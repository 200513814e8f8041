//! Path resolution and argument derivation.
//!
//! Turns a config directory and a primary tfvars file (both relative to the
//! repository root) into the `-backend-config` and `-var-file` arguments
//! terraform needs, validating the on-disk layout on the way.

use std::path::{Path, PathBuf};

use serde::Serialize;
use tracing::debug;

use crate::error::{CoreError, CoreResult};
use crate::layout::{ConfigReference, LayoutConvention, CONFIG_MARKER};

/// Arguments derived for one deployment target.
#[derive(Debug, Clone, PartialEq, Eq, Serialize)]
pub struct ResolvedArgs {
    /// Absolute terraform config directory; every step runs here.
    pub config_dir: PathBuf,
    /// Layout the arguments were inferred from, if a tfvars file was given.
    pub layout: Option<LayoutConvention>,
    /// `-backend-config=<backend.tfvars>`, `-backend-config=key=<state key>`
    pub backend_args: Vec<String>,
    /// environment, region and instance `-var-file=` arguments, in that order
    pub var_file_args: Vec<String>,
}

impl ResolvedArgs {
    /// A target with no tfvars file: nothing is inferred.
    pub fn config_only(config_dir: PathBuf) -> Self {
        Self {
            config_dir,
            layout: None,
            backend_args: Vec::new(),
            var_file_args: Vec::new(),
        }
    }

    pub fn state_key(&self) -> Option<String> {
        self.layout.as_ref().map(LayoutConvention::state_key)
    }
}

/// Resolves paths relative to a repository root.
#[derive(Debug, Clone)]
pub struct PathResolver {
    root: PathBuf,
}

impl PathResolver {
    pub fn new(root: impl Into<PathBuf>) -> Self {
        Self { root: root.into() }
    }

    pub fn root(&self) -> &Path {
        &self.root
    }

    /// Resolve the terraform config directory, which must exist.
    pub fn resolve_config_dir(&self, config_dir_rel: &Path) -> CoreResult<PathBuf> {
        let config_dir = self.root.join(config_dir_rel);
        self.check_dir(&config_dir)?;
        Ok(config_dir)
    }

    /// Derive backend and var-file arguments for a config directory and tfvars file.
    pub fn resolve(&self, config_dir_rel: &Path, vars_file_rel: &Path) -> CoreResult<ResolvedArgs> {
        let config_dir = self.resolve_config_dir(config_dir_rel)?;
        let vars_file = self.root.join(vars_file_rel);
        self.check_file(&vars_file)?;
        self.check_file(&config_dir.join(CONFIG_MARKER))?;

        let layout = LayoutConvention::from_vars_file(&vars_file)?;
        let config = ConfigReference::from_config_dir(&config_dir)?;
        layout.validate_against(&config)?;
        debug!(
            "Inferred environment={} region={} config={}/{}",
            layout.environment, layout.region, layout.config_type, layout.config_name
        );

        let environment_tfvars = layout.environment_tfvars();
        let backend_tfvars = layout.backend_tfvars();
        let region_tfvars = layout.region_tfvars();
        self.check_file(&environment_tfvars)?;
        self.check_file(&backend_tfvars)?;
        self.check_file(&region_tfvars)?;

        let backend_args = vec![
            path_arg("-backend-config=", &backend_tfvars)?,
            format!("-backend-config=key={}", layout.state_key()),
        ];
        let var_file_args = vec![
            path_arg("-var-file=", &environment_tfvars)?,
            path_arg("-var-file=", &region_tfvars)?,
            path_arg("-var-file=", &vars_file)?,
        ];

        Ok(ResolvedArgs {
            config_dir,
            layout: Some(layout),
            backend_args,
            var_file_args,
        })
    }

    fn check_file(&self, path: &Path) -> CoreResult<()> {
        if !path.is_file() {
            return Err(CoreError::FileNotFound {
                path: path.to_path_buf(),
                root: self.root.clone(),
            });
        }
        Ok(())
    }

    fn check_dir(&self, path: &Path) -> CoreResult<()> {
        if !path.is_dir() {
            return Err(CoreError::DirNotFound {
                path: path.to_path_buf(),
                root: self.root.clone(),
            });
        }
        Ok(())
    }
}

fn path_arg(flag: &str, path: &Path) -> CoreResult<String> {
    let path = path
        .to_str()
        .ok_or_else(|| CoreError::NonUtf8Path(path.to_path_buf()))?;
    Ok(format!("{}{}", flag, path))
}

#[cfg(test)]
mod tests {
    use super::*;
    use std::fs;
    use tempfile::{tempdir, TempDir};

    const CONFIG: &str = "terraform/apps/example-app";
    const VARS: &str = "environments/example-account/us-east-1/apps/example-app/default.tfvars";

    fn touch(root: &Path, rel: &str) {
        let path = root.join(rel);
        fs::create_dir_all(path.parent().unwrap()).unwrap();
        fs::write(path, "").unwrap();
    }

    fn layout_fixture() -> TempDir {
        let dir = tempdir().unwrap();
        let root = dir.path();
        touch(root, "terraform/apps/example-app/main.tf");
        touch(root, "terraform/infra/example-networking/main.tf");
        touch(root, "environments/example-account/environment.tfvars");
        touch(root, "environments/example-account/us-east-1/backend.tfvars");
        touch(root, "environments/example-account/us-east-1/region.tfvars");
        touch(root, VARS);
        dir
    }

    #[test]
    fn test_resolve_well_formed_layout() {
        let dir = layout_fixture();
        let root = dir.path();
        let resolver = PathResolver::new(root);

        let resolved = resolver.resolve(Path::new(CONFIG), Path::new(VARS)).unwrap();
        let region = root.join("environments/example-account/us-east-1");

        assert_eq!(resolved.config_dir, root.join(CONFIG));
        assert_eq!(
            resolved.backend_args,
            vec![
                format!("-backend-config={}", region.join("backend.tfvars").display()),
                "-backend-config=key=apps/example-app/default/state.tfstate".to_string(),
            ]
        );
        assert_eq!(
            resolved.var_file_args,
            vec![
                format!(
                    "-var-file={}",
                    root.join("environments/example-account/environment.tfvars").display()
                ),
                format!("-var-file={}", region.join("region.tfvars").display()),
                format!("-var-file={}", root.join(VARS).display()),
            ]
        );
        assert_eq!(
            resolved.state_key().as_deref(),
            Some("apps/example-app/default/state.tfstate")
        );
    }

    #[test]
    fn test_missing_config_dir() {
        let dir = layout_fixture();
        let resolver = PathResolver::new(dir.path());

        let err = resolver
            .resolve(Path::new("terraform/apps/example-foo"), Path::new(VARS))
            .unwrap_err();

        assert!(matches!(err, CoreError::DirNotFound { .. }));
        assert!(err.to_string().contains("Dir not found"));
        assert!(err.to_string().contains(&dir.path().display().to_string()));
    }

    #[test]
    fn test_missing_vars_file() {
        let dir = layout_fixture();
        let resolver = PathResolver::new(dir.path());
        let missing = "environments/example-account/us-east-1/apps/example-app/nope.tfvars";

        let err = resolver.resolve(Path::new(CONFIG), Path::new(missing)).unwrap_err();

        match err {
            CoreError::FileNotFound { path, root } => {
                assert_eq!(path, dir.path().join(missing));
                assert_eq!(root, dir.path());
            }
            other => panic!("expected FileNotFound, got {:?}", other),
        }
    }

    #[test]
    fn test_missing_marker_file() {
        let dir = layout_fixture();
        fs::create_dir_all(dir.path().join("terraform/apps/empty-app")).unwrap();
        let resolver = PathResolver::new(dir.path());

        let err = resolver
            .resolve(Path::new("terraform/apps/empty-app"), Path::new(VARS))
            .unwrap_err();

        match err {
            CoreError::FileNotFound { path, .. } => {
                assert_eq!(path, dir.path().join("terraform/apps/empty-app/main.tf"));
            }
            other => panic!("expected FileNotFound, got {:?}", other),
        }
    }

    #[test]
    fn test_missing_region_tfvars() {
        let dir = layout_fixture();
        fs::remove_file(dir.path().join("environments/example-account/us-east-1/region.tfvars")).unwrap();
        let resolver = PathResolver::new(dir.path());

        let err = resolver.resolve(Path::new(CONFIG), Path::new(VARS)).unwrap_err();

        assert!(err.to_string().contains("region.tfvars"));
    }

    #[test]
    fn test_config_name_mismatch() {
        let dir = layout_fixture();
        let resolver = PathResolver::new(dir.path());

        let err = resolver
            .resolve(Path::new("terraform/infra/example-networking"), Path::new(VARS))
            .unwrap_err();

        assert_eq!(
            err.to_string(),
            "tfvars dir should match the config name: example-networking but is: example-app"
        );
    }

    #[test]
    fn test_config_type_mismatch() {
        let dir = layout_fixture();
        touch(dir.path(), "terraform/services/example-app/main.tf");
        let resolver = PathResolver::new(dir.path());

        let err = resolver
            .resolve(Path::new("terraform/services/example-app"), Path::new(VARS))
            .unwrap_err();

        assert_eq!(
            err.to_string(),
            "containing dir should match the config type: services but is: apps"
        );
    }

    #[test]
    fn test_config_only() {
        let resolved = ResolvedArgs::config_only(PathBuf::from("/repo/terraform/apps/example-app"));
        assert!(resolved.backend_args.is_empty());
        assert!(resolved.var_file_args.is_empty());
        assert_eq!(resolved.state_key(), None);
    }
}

WHAT NEEDS TO BE DONE: Reply with nothing but the number of lines in the data that include the word "impl".

ANSWER TO THIS TASK: 3